This aggressive Chinese overture comes on the heels of Beijing’s strong objection to Prime Minister Narendra Modi’s visit to Arunachal Pradesh last month to inaugurate a strategically important road tunnel at Sela Pass on 9th March. On many earlier occasions too Beijing has been consistently challenging similar visits to Arunachal by Indian leaders like Home Minister Amit Shah in April 2023; PM Dr.
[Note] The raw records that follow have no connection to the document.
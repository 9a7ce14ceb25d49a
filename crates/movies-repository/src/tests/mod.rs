//! Facade tests against an in-memory store and a scripted catalogue.
//!
//! - `reconcile.rs` - `movies()` and `movie(id)` cycles
//! - `paging.rs`    - `query_next_page` / `reset_next_page` through the facade


use std::collections::HashMap;
use std::sync::Arc;

use async_trait::async_trait;
use bound_resource::TokioExecutor;
use movie_api_client::{ApiError, ApiResult, MovieService, MoviesPage, RawMovie};
use movie_store::MovieStore;
use parking_lot::Mutex;

use crate::{Configuration, MoviesRepository};

pub(crate) fn raw(id: u64, title: &str, popularity: f64) -> RawMovie {
    RawMovie {
        id: Some(id),
        title: Some(title.to_string()),
        poster_path: Some(format!("/{id}.jpg")),
        popularity: Some(popularity),
        ..Default::default()
    }
}

pub(crate) fn page(number: u32, total_pages: u32, results: Vec<RawMovie>) -> MoviesPage {
    MoviesPage {
        page: Some(number),
        total_results: Some(results.len() as u64),
        results: Some(results),
        total_pages: Some(total_pages),
    }
}

/// Catalogue that answers from scripted responses and records every call.
#[derive(Default)]
pub(crate) struct FakeMovieService {
    pages: Mutex<HashMap<u32, Result<MoviesPage, u16>>>,
    movies: Mutex<HashMap<String, Result<RawMovie, u16>>>,
    pub page_calls: Mutex<Vec<u32>>,
    pub movie_calls: Mutex<Vec<String>>,
}

impl FakeMovieService {
    pub fn with_page(self, number: u32, response: MoviesPage) -> Self {
        self.pages.lock().insert(number, Ok(response));
        self
    }

    pub fn with_failing_page(self, number: u32, status: u16) -> Self {
        self.pages.lock().insert(number, Err(status));
        self
    }

    pub fn with_movie(self, id: &str, response: RawMovie) -> Self {
        self.movies.lock().insert(id.to_string(), Ok(response));
        self
    }

    pub fn set_page(&self, number: u32, response: MoviesPage) {
        self.pages.lock().insert(number, Ok(response));
    }

    pub fn page_calls(&self) -> Vec<u32> {
        self.page_calls.lock().clone()
    }
}

fn api_error(status: u16) -> ApiError {
    ApiError::Api {
        status,
        message: "scripted failure".to_string(),
    }
}

#[async_trait]
impl MovieService for FakeMovieService {
    async fn popular_movies(&self, page: u32) -> ApiResult<MoviesPage> {
        self.page_calls.lock().push(page);
        match self.pages.lock().get(&page) {
            Some(Ok(response)) => Ok(response.clone()),
            Some(Err(status)) => Err(api_error(*status)),
            None => Err(api_error(404)),
        }
    }

    async fn movie(&self, movie_id: &str) -> ApiResult<RawMovie> {
        self.movie_calls.lock().push(movie_id.to_string());
        match self.movies.lock().get(movie_id) {
            Some(Ok(response)) => Ok(response.clone()),
            Some(Err(status)) => Err(api_error(*status)),
            None => Err(api_error(404)),
        }
    }
}

pub(crate) async fn repository(
    service: FakeMovieService,
) -> (MoviesRepository<TokioExecutor>, Arc<FakeMovieService>) {
    let service = Arc::new(service);
    let store = MovieStore::in_memory().await.unwrap();
    let repository = MoviesRepository::new(
        TokioExecutor::try_current().unwrap(),
        Configuration::default(),
        service.clone(),
        store,
    );
    (repository, service)
}
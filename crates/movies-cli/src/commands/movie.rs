//! Refresh a single movie.

use anyhow::Result;
use bound_resource::Resource;
use config_and_utils::{Config, Paths};
use futures_util::StreamExt;

use super::open_repository;
use crate::output::{self, OutputFormat};

/// Show the cached movie, refresh it, and show the result.
pub async fn movie(id: &str, paths: &Paths, config: &Config, format: &OutputFormat) -> Result<()> {
    let repository = open_repository(paths, config).await?;

    let mut failure = None;
    let mut events = repository.movie(id).into_stream();
    while let Some(event) = events.next().await {
        output::print_movie_event(&event, format);
        if let Resource::Error { message, .. } = event {
            failure = Some(message);
        }
    }

    match failure {
        Some(message) => anyhow::bail!("Failed to refresh movie {}: {}", id, message),
        None => Ok(()),
    }
}
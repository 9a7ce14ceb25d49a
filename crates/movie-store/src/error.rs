//! Store error types.

use thiserror::Error;

/// Movie store error type.
#[derive(Error, Debug)]
pub enum StoreError {
    /// SQLite error
    #[error("SQLite error: {0}")]
    Sqlite(#[from] rusqlite::Error),

    /// The executor thread is gone or refused the call
    #[error("Connection error: {0}")]
    Connection(String),

    /// Migration error
    #[error("Migration error: {0}")]
    Migration(String),

    /// IO error
    #[error("IO error: {0}")]
    Io(#[from] std::io::Error),
}

/// Result type alias using StoreError.
pub type StoreResult<T> = Result<T, StoreError>;
//! The remote source seam.

use async_trait::async_trait;

use crate::{ApiResult, MoviesPage, RawMovie};

/// Request/response access to the movie catalogue.
///
/// Implemented by [`TmdbClient`](crate::TmdbClient) and by in-memory fakes in
/// tests.
#[async_trait]
pub trait MovieService: Send + Sync {
    /// One page of popular movies. Pages start at 1.
    async fn popular_movies(&self, page: u32) -> ApiResult<MoviesPage>;

    /// A single movie by catalogue id.
    async fn movie(&self, movie_id: &str) -> ApiResult<RawMovie>;
}
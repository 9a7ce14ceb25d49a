//! Logging initialization for movies-sync.
//!
//! Delegates to the observability crate. Every run appends structured JSONL
//! to `~/.movies-sync/logs/movies-sync.jsonl`.

use crate::{CoreResult, Paths};
use observability::LogConfig;

/// Service name written into every log line.
const SERVICE_NAME: &str = "movies-sync";

/// Initialize the logging system.
///
/// - Structured JSONL output to the paths' log file
/// - Log level from RUST_LOG env var or the provided default
/// - Optional compact stderr output for interactive runs
///
/// # Example
///
/// ```ignore
/// init_logging("info", &paths, false)?;
/// tracing::info!("movies-sync started");
/// ```
pub fn init_logging(level: &str, paths: &Paths, also_stderr: bool) -> CoreResult<()> {
    paths.ensure_dirs()?;
    observability::init_with_config(LogConfig {
        service_name: SERVICE_NAME.into(),
        default_level: level.into(),
        log_path: Some(paths.log_file()),
        also_stderr,
    })?;
    Ok(())
}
Manmohan Singh in October 2009; the US Ambassador to India’s visit in November 2023 and the Dalai Lama’s visit in April 2017. In July last year, China issued stapled visas to Indian athletes from Arunachal and J&K for their participation in the Asian Games on the grounds that it did not recognize J&K as a part of India and that the visitors from Arunachal don’t need a Chinese visa as they are ‘Chinese’ citizens. 

Reacting to the latest Chinese list of names, India’s External Affairs Ministry has repeated the response given regarding Narendra Modi’s visit to Sela and earlier events. External Affairs Minister S. Jaishankar says that China’s claims will not change the reality that the State of Arunachal Pradesh was, is, and will always be an integral and inalienable part of India. But despite being unambiguous about India’s position on Arunachal Pradesh, the common Indian feels hurt at Xi Jinping’s ever louder assertions that Arunachal is a ‘part of China’ and his open and arrogant challenge to the authority and right of the Indian Prime Minister to enter a State of his own country. This public irritation is more understandable after having seen the impact of PM Modi’s decisive surgical strike as a military response to Pakistan’s open support of separatism and terrorist acts at Pathankot, Uri and Pulwama. 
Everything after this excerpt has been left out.